**How to complete this task**
"enum" is the word to look for; copy each line of the listing where it occurs.

**Records for the task**
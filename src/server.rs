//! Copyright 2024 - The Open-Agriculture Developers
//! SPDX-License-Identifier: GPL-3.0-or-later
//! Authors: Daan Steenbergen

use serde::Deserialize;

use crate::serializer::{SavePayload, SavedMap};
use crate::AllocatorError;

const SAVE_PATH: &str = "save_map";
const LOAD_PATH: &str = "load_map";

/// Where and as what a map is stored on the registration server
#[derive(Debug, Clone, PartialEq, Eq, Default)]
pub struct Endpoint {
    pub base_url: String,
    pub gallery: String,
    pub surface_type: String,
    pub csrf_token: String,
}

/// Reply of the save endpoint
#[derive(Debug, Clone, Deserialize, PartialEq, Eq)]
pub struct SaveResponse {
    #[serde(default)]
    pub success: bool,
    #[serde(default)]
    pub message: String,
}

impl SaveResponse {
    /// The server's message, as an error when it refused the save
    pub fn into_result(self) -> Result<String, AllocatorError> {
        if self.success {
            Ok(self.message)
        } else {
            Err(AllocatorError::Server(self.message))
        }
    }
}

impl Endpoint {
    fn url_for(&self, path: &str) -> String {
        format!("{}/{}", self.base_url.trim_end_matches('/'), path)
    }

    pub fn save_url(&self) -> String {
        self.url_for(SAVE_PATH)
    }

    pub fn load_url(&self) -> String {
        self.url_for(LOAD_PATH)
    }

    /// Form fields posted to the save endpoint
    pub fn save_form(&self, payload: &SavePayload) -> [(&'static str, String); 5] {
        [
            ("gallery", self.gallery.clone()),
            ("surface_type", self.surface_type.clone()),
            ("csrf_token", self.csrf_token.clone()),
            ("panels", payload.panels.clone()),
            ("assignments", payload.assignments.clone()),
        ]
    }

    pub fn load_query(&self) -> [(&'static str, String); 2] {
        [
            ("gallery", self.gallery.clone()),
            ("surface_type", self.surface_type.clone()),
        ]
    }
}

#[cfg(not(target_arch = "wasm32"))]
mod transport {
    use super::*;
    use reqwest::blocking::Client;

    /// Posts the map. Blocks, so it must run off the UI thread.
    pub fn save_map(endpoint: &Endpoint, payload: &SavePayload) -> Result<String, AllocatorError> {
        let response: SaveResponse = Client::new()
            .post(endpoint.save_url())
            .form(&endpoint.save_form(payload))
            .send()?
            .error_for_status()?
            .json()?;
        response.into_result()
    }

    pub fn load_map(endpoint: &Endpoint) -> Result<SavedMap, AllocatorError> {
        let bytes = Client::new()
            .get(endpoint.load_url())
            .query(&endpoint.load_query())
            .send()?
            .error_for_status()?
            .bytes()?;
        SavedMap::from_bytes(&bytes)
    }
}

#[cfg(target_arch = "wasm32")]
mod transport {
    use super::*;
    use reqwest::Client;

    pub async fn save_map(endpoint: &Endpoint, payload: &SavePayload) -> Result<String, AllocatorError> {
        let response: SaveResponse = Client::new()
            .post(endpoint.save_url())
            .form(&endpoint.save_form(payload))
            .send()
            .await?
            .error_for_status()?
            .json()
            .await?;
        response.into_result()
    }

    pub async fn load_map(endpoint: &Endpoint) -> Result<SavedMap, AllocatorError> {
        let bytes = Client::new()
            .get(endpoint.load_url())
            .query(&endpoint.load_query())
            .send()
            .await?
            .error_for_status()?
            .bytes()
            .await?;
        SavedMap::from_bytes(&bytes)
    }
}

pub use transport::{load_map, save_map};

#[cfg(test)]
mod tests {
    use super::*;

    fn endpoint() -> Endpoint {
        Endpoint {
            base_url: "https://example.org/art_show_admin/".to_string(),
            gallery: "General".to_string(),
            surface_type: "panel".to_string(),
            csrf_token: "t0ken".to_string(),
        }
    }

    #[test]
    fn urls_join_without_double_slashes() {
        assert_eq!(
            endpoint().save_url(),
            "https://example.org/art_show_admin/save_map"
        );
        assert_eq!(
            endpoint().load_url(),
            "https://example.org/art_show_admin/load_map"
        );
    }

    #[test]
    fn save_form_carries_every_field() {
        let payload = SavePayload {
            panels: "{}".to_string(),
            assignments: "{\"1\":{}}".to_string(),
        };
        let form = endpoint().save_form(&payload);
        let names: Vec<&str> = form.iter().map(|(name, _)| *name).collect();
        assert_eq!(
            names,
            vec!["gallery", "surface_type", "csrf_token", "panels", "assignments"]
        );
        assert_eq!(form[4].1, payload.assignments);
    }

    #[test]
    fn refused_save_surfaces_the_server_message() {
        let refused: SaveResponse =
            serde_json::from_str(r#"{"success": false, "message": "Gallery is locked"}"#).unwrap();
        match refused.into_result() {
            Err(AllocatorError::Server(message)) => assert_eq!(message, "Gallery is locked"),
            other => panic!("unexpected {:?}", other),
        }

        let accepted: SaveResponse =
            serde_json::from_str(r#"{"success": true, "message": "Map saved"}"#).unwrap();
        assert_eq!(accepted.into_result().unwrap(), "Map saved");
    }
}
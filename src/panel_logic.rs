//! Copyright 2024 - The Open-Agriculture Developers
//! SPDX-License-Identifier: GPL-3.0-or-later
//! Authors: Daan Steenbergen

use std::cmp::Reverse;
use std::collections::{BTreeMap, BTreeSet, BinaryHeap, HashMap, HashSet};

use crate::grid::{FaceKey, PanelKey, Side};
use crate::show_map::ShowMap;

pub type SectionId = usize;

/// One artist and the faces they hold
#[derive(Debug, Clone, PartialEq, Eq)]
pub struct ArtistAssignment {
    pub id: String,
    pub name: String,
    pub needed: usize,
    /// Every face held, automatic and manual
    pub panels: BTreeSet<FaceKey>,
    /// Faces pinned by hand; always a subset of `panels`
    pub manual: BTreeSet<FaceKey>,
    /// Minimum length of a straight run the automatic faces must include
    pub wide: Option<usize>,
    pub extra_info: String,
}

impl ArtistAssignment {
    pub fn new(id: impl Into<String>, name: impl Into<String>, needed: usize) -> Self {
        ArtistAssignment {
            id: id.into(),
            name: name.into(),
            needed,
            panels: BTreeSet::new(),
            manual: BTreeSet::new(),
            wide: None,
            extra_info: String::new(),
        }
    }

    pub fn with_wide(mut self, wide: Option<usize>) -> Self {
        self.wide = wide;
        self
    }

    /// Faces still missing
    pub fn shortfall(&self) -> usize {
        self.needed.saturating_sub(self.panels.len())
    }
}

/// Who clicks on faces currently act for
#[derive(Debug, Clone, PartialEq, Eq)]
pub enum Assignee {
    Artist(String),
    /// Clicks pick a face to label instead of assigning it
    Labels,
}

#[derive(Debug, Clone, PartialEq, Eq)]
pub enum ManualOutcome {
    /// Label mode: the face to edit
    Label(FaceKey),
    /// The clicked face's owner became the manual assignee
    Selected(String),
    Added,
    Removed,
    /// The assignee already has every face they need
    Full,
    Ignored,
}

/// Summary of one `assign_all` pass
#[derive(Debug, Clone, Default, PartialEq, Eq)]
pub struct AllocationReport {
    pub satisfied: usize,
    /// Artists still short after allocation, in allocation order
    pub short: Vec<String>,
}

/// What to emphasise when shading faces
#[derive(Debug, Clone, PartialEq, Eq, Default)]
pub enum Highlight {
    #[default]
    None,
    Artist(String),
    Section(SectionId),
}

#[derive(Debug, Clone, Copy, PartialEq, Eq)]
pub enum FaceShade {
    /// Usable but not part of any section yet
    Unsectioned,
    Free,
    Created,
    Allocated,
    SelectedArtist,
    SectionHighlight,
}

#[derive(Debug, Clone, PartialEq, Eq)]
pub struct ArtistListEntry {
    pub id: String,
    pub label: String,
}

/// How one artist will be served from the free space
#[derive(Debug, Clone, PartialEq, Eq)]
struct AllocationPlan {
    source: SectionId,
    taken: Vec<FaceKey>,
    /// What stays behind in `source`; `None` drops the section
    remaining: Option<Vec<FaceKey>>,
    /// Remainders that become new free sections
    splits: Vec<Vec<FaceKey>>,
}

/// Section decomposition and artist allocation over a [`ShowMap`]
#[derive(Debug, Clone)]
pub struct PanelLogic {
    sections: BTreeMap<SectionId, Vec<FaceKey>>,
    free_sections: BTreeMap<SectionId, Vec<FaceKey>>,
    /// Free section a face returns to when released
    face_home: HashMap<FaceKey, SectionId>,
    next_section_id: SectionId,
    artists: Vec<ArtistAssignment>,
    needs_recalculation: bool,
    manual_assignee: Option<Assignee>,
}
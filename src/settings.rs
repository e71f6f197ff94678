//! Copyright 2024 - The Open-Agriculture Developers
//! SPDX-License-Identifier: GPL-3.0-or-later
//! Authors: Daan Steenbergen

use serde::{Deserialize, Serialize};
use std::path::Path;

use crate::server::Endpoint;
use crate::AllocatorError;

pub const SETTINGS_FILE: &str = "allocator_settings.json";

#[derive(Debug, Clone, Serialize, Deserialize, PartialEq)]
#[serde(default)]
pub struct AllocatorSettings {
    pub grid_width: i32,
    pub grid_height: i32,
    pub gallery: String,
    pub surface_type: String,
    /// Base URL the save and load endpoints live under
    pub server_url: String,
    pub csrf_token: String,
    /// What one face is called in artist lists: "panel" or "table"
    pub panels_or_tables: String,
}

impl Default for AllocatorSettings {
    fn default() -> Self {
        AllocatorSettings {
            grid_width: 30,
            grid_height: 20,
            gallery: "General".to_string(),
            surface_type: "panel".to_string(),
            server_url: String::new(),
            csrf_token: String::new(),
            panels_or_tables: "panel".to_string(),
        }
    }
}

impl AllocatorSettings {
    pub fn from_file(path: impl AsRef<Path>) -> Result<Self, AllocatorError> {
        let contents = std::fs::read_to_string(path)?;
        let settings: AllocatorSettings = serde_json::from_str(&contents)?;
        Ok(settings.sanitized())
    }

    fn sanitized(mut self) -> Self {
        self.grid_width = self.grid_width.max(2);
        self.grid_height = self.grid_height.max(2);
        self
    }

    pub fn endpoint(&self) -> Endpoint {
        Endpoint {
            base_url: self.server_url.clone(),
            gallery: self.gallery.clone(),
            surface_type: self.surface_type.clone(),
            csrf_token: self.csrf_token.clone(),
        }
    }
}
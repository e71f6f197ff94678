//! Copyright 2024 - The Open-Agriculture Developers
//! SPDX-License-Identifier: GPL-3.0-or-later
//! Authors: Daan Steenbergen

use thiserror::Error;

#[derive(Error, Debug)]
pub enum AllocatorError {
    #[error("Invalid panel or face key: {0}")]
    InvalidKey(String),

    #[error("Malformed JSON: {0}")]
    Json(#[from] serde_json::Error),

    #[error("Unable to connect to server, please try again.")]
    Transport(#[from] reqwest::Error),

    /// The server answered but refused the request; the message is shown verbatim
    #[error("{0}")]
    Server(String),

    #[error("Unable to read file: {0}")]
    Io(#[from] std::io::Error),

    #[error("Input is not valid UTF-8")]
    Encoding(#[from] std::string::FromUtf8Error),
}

**Response to this task**
pub enum Assignee {
pub enum ManualOutcome {
pub enum Highlight {
pub enum FaceShade {
pub enum AllocatorError {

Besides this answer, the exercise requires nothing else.